● What to produce
Scan the lines below for the word "resources". Copy each line you find it in.

--- Data for this task ---

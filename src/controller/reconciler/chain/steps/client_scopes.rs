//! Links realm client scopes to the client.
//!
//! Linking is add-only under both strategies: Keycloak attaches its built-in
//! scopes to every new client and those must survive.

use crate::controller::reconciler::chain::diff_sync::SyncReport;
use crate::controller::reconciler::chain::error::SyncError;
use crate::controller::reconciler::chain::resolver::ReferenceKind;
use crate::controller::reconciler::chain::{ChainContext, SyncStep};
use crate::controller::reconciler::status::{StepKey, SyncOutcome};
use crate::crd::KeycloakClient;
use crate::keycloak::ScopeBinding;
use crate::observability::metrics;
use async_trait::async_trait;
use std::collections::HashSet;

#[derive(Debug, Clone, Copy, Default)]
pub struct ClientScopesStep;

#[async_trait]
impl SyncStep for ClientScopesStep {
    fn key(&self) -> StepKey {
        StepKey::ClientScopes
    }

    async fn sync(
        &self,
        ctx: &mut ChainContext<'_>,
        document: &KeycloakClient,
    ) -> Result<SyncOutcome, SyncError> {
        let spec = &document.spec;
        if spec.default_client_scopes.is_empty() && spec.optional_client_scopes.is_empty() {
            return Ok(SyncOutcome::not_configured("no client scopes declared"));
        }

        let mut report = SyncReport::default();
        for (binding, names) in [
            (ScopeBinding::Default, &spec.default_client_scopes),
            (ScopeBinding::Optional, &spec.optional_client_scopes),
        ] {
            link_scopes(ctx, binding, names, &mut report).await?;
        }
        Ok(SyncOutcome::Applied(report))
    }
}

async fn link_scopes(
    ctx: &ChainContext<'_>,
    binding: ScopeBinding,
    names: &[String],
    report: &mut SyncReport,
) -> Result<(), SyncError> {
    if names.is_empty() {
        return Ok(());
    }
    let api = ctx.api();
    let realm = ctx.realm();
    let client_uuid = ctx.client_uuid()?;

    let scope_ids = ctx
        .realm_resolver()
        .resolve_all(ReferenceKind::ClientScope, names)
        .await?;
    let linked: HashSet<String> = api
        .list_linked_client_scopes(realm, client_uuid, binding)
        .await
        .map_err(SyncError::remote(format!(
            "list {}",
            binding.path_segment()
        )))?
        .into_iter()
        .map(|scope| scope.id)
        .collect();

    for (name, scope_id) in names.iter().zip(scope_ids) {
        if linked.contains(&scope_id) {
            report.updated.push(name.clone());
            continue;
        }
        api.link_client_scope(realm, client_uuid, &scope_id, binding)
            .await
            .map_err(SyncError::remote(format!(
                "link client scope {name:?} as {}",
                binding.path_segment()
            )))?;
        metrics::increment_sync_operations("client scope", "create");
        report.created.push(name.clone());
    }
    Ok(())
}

---
--- Data for this task ---

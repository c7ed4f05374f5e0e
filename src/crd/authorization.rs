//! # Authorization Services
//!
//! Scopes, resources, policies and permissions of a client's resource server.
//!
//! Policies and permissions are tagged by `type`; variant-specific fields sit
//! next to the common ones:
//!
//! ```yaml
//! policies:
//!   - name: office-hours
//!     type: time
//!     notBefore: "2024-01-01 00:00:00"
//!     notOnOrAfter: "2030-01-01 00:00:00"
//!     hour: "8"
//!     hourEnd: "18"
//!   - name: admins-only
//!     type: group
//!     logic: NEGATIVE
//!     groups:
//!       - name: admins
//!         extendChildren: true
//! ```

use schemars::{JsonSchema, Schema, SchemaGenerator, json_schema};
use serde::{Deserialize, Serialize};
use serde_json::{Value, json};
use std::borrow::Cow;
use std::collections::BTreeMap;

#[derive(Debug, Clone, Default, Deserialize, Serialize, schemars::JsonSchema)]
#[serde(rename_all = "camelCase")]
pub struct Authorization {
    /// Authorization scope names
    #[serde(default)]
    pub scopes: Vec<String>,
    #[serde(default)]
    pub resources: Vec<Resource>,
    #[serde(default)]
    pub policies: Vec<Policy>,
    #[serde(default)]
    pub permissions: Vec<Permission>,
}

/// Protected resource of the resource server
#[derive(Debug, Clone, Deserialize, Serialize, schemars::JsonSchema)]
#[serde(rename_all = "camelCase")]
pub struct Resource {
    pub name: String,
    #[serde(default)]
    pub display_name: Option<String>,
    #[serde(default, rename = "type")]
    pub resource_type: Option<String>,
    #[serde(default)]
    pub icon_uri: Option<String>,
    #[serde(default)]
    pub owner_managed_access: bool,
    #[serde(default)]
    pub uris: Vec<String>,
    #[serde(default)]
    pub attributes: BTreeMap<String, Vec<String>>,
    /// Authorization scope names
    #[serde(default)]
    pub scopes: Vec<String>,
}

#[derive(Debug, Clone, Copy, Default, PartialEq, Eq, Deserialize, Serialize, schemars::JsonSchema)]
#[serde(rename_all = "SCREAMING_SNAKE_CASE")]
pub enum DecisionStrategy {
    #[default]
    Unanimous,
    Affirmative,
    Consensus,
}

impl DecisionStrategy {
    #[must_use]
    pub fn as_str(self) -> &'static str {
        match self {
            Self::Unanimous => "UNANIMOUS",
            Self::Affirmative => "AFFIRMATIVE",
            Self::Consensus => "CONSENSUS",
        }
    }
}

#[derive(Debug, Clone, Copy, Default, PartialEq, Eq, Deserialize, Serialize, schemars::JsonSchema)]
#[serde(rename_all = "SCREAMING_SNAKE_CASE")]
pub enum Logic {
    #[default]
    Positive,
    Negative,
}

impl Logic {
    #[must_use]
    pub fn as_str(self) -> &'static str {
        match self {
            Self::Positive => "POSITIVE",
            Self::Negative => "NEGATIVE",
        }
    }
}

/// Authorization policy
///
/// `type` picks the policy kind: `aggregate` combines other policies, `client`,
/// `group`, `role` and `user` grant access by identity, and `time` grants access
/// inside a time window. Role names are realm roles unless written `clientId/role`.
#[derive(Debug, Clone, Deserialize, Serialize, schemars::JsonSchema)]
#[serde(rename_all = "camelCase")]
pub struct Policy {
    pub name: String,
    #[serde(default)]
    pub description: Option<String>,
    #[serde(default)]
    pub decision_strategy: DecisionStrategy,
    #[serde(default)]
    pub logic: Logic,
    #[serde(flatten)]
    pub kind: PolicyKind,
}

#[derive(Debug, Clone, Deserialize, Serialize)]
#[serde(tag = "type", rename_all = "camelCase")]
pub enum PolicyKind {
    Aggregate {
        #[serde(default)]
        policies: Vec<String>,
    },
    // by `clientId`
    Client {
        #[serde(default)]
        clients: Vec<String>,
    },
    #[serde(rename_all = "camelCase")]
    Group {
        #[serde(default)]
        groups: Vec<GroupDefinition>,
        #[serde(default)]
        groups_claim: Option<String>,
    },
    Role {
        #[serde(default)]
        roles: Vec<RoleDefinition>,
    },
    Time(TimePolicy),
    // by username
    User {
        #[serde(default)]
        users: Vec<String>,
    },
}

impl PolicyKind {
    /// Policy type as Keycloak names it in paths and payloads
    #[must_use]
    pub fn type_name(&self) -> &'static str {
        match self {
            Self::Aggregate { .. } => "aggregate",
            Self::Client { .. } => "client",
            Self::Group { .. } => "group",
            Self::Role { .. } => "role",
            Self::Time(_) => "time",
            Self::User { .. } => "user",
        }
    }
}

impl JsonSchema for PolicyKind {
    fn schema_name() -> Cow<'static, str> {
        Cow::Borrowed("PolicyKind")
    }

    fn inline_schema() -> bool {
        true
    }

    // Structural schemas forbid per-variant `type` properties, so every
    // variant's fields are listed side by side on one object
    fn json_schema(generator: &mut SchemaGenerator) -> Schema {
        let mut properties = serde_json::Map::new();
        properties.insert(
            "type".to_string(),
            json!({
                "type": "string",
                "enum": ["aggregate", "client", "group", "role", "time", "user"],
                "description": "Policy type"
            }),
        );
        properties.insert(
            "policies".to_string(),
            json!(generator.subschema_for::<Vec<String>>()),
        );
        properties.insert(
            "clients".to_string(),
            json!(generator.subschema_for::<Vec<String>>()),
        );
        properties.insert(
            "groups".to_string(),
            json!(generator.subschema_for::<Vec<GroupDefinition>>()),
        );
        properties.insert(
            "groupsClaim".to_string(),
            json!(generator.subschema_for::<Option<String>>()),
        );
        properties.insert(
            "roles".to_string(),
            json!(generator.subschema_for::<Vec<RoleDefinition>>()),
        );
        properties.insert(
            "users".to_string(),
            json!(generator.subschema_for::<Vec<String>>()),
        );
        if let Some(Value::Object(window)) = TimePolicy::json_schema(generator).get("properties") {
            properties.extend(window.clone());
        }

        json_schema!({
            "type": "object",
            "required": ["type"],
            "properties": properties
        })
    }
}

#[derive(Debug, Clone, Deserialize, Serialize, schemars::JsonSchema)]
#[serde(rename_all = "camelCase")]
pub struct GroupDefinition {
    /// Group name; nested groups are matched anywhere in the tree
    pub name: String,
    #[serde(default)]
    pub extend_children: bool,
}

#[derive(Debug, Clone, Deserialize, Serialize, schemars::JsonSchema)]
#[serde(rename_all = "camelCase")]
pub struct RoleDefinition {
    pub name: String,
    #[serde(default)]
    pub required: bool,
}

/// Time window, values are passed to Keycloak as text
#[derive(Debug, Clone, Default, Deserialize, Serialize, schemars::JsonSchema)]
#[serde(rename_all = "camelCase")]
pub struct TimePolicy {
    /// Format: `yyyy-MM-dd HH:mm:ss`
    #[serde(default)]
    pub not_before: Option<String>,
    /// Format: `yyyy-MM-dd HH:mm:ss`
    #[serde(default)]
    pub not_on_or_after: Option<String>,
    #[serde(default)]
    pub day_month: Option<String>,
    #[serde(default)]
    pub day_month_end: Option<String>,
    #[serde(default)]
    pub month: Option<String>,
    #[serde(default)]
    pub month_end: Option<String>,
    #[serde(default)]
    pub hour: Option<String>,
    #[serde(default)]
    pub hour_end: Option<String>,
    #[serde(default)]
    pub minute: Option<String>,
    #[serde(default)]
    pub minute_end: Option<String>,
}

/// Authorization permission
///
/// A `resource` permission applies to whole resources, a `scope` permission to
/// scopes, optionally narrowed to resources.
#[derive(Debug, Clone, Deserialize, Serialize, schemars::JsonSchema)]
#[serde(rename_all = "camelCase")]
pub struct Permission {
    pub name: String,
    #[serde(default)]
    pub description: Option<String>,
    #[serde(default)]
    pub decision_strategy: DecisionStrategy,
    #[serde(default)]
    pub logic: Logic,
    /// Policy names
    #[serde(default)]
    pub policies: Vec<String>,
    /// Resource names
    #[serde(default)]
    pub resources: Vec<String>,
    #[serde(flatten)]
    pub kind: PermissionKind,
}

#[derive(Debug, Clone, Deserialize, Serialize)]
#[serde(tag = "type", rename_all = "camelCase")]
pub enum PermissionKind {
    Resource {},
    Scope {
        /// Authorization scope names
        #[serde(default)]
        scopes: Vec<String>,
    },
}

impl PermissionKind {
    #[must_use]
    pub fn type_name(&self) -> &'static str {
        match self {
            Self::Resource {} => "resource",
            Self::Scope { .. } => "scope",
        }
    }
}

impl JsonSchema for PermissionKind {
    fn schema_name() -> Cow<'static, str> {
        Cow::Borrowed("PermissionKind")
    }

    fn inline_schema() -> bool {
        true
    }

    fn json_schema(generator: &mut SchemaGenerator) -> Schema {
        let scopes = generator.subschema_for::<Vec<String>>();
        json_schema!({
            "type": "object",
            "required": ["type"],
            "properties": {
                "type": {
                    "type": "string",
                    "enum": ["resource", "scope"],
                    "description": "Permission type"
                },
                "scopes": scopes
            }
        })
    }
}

---

● Your solution
//! Scopes, resources, policies and permissions of a client's resource server.
    pub resources: Vec<Resource>,
/// A `resource` permission applies to whole resources, a `scope` permission to
/// scopes, optionally narrowed to resources.
    pub resources: Vec<String>,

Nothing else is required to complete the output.